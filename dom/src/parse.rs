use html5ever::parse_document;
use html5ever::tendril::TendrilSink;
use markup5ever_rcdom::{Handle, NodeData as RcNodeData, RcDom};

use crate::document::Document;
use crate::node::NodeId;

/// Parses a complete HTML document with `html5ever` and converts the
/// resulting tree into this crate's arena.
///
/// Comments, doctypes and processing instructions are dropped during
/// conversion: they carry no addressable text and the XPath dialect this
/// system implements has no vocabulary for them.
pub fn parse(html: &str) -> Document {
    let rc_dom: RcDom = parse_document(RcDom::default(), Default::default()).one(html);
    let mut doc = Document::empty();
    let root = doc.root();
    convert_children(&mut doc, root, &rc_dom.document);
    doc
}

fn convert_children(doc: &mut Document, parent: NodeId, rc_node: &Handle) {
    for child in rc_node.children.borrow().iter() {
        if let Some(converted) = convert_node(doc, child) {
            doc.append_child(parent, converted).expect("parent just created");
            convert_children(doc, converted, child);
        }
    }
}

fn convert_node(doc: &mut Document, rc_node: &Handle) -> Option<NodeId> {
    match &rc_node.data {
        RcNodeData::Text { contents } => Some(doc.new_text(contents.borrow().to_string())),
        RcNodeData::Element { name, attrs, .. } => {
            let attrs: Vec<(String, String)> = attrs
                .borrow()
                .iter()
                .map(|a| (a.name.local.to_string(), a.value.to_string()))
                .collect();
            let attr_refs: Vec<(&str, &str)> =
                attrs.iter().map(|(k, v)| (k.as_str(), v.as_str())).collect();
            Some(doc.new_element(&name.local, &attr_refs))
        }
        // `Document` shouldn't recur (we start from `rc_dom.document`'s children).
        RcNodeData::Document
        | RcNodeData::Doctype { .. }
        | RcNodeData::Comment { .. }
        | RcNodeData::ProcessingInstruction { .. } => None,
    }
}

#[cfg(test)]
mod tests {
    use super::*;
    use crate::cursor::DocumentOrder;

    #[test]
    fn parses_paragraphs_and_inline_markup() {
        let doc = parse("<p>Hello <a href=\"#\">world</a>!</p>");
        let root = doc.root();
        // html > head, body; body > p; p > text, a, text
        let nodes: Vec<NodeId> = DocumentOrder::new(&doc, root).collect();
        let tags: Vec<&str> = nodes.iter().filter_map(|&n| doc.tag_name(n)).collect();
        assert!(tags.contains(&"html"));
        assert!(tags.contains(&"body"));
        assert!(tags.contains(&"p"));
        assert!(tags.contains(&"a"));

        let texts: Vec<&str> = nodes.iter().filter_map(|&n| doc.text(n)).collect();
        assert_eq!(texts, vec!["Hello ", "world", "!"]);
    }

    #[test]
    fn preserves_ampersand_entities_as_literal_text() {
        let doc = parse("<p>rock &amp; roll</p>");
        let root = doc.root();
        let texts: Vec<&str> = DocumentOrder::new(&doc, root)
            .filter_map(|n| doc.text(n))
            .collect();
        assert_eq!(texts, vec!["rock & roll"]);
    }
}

• _WHAT YOU ARE ASKED TO DO_
Reproduce each line from the data that has "borrow" in it.

• _EXERCISE ANSWER_
    for child in rc_node.children.borrow().iter() {
        RcNodeData::Text { contents } => Some(doc.new_text(contents.borrow().to_string())),
                .borrow()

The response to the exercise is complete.